Retype, word for word, each line between the lines holding "tlv.push_nested(Rta::Encap, &encap);" and "an INSTALL. Returns", inclusive, and leave the rest of the data alone.

-*-

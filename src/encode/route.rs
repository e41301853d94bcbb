//! Route encoding: plain multipath routes and the two SRv6 variants.

use std::net::{IpAddr, Ipv6Addr};

use byteorder::{NativeEndian, WriteBytesExt};

use crate::{
    attr::TlvWriter,
    consts::{
        nl::{af, NlmF, RtmType},
        rtnl::{rtn, rtprot, rtscope, Rta, RtTable, FPM_ROUTE_ENCAP_SRV6},
        tlv::{Srv6Action, Srv6FormatTlv, Srv6LocalSidTlv, Srv6VpnEncapTlv},
    },
    context::{DplaneContext, DplaneOp, Nexthop, Prefix},
    encode::{addr_bytes, family_of, table_field},
    engine::EngineLookup,
    err::EncodeError,
    nl::wrap_nlmsg,
};

fn rtmsg_fixed(family: u8, dst_len: u8, table_byte: u8, protocol: u8, scope: u8, rtype: u8) -> [u8; 12] {
    let mut buf = [0u8; 12];
    buf[0] = family;
    buf[1] = dst_len;
    buf[2] = 0; // rtm_src_len
    buf[3] = 0; // rtm_tos
    buf[4] = table_byte;
    buf[5] = protocol;
    buf[6] = scope;
    buf[7] = rtype;
    // buf[8..12] is rtm_flags (RTM_F_*), left at 0: none of our encoders
    // set them.
    buf
}

fn encode_rtnexthop(nh: &Nexthop) -> Vec<u8> {
    let mut attrs = TlvWriter::new();
    if let Some(gw) = nh.gateway {
        attrs.push(Rta::Gateway, &addr_bytes(&gw));
    }
    let header_len = 8;
    let mut out = Vec::with_capacity(header_len + attrs.len());
    let rtnh_len = (header_len + attrs.len()) as u16;
    out.write_u16::<NativeEndian>(rtnh_len).unwrap();
    out.push(0); // rtnh_flags
    out.push(nh.weight.unwrap_or(0)); // rtnh_hops
    out.write_u32::<NativeEndian>(nh.ifindex).unwrap();
    out.extend_from_slice(attrs.as_bytes());
    out
}

fn nlm_install_flags(is_v6: bool, replace: bool) -> NlmF {
    let mut flags = NlmF::REQUEST | NlmF::CREATE;
    if !is_v6 || replace {
        flags |= NlmF::REPLACE;
    }
    flags
}

/// Encode a single (non-update) route context into zero or one netlink
/// messages. Returns `Ok(None)` for the silently-dropped default-table
/// case.
fn encode_single(
    ctx: &DplaneContext,
    lookup: &dyn EngineLookup,
) -> Result<Option<Vec<u8>>, EncodeError> {
    if ctx.table_id == u32::from(RtTable::Default) {
        return Ok(None);
    }
    let prefix = ctx.prefix.ok_or(EncodeError::Unsupported)?;
    let nhg = ctx.nhg.as_ref();
    let is_delete = matches!(ctx.op, DplaneOp::RouteDelete);
    let selected = nhg.and_then(|g| g.selected());

    if let Some(nh) = selected {
        if let Some(action) = nh.seg6local_action {
            return encode_srv6_localsid(ctx, prefix, nh, action, is_delete, lookup).map(Some);
        }
        if nh.seg6_vpn_sid.is_some() {
            return encode_srv6_vpn(ctx, prefix, nh, is_delete, lookup).map(Some);
        }
    }
    encode_plain(ctx, prefix, nhg, is_delete).map(Some)
}

fn encode_plain(
    ctx: &DplaneContext,
    prefix: Prefix,
    nhg: Option<&crate::context::NexthopGroup>,
    is_delete: bool,
) -> Result<Vec<u8>, EncodeError> {
    let family = family_of(&prefix.addr);
    let (table_byte, table_attr) = table_field(ctx.vrf_id);

    let mut tlv = TlvWriter::new();
    tlv.push(Rta::Dst, &addr_bytes(&prefix.addr));
    if let Some(vrf_id) = table_attr {
        tlv.push_u32(Rta::Table, vrf_id);
    }

    match nhg {
        Some(g) if g.is_multipath() => {
            let mut nested = Vec::new();
            for nh in &g.nexthops {
                nested.extend_from_slice(&encode_rtnexthop(nh));
            }
            tlv.push(Rta::Multipath, &nested);
        }
        Some(g) => {
            let nh = g.nexthops.first().ok_or(EncodeError::InvalidNexthop)?;
            if let Some(gw) = nh.gateway {
                tlv.push(Rta::Gateway, &addr_bytes(&gw));
            }
            tlv.push_u32(Rta::Oif, nh.ifindex);
        }
        None if !is_delete => return Err(EncodeError::InvalidNexthop),
        None => {}
    }

    let (msg_type, flags) = if is_delete {
        (u16::from(RtmType::DelRoute), NlmF::REQUEST)
    } else {
        (
            u16::from(RtmType::NewRoute),
            nlm_install_flags(prefix.is_v6(), ctx.replace),
        )
    };

    let rtm = rtmsg_fixed(
        family,
        prefix.prefix_len,
        table_byte,
        rtprot::STATIC,
        rtscope::UNIVERSE,
        rtn::UNICAST,
    );
    let mut payload = Vec::with_capacity(rtm.len() + tlv.len());
    payload.extend_from_slice(&rtm);
    payload.extend_from_slice(tlv.as_bytes());
    Ok(wrap_nlmsg(msg_type, flags, &payload))
}

fn encode_srv6_localsid(
    ctx: &DplaneContext,
    prefix: Prefix,
    nh: &Nexthop,
    action: Srv6Action,
    is_delete: bool,
    lookup: &dyn EngineLookup,
) -> Result<Vec<u8>, EncodeError> {
    let IpAddr::V6(sid) = prefix.addr else {
        return Err(EncodeError::InvalidNexthop);
    };
    let (table_byte, table_attr) = table_field(ctx.vrf_id);

    let locator = lookup.match_locator(sid);
    let effective_action = locator
        .filter(|l| l.is_usid)
        .and_then(|_| action.to_usid_variant())
        .unwrap_or(action);

    let mut tlv = TlvWriter::new();
    tlv.push(Srv6LocalSidTlv::SidValue, &sid.octets());
    if let Some(loc) = locator {
        let mut fmt = TlvWriter::new();
        if loc.block_len != 0 {
            fmt.push_u8(Srv6FormatTlv::BlockLen, loc.block_len);
        }
        if loc.node_len != 0 {
            fmt.push_u8(Srv6FormatTlv::NodeLen, loc.node_len);
        }
        if loc.func_len != 0 {
            fmt.push_u8(Srv6FormatTlv::FuncLen, loc.func_len);
        }
        if loc.arg_len != 0 {
            fmt.push_u8(Srv6FormatTlv::ArgLen, loc.arg_len);
        }
        if !fmt.is_empty() {
            tlv.push_nested(Srv6LocalSidTlv::Format, &fmt);
        }
    }
    tlv.push_u32(Srv6LocalSidTlv::Action, effective_action.into());

    use Srv6Action::*;
    match effective_action {
        EndX | EndDx6 | Ua | Udx6 => {
            let addr = match nh.gateway {
                Some(IpAddr::V6(v6)) => v6,
                _ => return Err(EncodeError::InvalidNexthop),
            };
            tlv.push(Srv6LocalSidTlv::Nh6, &addr.octets());
        }
        EndDx4 | Udx4 => {
            let addr = match nh.gateway {
                Some(IpAddr::V4(v4)) => v4,
                _ => return Err(EncodeError::InvalidNexthop),
            };
            tlv.push(Srv6LocalSidTlv::Nh4, &addr.octets());
        }
        EndT | EndDt6 | EndDt4 | EndDt46 | Udt6 | Udt4 | Udt46 => {
            let vrf_name = lookup
                .vrf_name(ctx.table_id)
                .ok_or(EncodeError::VrfNotFound)?;
            tlv.push_cstr(Srv6LocalSidTlv::VrfName, &vrf_name);
        }
        _ => {}
    }

    let msg_type = if is_delete {
        RtmType::DelSrv6LocalSid
    } else {
        RtmType::NewSrv6LocalSid
    };
    let flags = if is_delete {
        NlmF::REQUEST
    } else {
        nlm_install_flags(true, ctx.replace)
    };

    let rtm = rtmsg_fixed(
        af::INET6,
        prefix.prefix_len,
        table_byte,
        rtprot::STATIC,
        rtscope::UNIVERSE,
        rtn::UNICAST,
    );
    let mut payload = Vec::with_capacity(rtm.len() + tlv.len() + 8);
    payload.extend_from_slice(&rtm);
    if let Some(vrf_id) = table_attr {
        let mut table_tlv = TlvWriter::new();
        table_tlv.push_u32(Rta::Table, vrf_id);
        payload.extend_from_slice(table_tlv.as_bytes());
    }
    payload.extend_from_slice(tlv.as_bytes());
    Ok(wrap_nlmsg(msg_type.into(), flags, &payload))
}

fn encode_srv6_vpn(
    ctx: &DplaneContext,
    prefix: Prefix,
    nh: &Nexthop,
    is_delete: bool,
    lookup: &dyn EngineLookup,
) -> Result<Vec<u8>, EncodeError> {
    let vpn_sid: Ipv6Addr = nh.seg6_vpn_sid.ok_or(EncodeError::InvalidNexthop)?;
    let family = family_of(&prefix.addr);
    let (table_byte, table_attr) = table_field(ctx.vrf_id);
    let src_addr = lookup.lo_encap_source();

    let mut encap = TlvWriter::new();
    encap.push(Srv6VpnEncapTlv::EncapSrcAddr, &src_addr.octets());
    encap.push(Srv6VpnEncapTlv::VpnSid, &vpn_sid.octets());

    let mut tlv = TlvWriter::new();
    tlv.push(Rta::Dst, &addr_bytes(&prefix.addr));
    if let Some(vrf_id) = table_attr {
        tlv.push_u32(Rta::Table, vrf_id);
    }
    // SRv6 VPN routes forward purely via encapsulation: no RTA_GATEWAY,
    // just the egress interface and the encap attributes.
    tlv.push_u32(Rta::Oif, nh.ifindex);
    tlv.push_raw(u16::from(Rta::EncapType), &FPM_ROUTE_ENCAP_SRV6.to_ne_bytes());
    tlv.push_nested(Rta::Encap, &encap);
    let bytes = tlv.into_bytes();

    let (msg_type, flags) = if is_delete {
        (RtmType::DelRoute, NlmF::REQUEST)
    } else {
        (RtmType::NewRoute, nlm_install_flags(prefix.is_v6(), ctx.replace))
    };
    let rtm = rtmsg_fixed(
        family,
        prefix.prefix_len,
        table_byte,
        rtprot::STATIC,
        rtscope::UNIVERSE,
        rtn::UNICAST,
    );
    let mut payload = Vec::with_capacity(rtm.len() + bytes.len());
    payload.extend_from_slice(&rtm);
    payload.extend_from_slice(&bytes);
    Ok(wrap_nlmsg(msg_type.into(), flags, &payload))
}

/// Encode a route context, expanding `RouteUpdate` into a DEL followed by
/// an INSTALL. Returns one message per non-update op,
/// two for an update, or zero when the route is silently dropped.
pub fn encode_route(
    ctx: &DplaneContext,
    lookup: &dyn EngineLookup,
) -> Result<Vec<Vec<u8>>, EncodeError> {
    if let DplaneOp::RouteUpdate { .. } = ctx.op {
        let mut del_ctx = ctx.clone();
        del_ctx.op = DplaneOp::RouteDelete;
        let mut ins_ctx = ctx.clone();
        ins_ctx.op = DplaneOp::RouteInstall;

        let mut out = Vec::with_capacity(2);
        if let Some(del) = encode_single(&del_ctx, lookup)? {
            out.push(del);
        }
        if let Some(ins) = encode_single(&ins_ctx, lookup)? {
            out.push(ins);
        }
        Ok(out)
    } else {
        Ok(encode_single(ctx, lookup)?.into_iter().collect())
    }
}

-*-

■ **Solution to this exercise**:
    tlv.push_nested(Rta::Encap, &encap);
    let bytes = tlv.into_bytes();

    let (msg_type, flags) = if is_delete {
        (RtmType::DelRoute, NlmF::REQUEST)
    } else {
        (RtmType::NewRoute, nlm_install_flags(prefix.is_v6(), ctx.replace))
    };
    let rtm = rtmsg_fixed(
        family,
        prefix.prefix_len,
        table_byte,
        rtprot::STATIC,
        rtscope::UNIVERSE,
        rtn::UNICAST,
    );
    let mut payload = Vec::with_capacity(rtm.len() + bytes.len());
    payload.extend_from_slice(&rtm);
    payload.extend_from_slice(&bytes);
    Ok(wrap_nlmsg(msg_type.into(), flags, &payload))
}

/// Encode a route context, expanding `RouteUpdate` into a DEL followed by
/// an INSTALL. Returns one message per non-update op,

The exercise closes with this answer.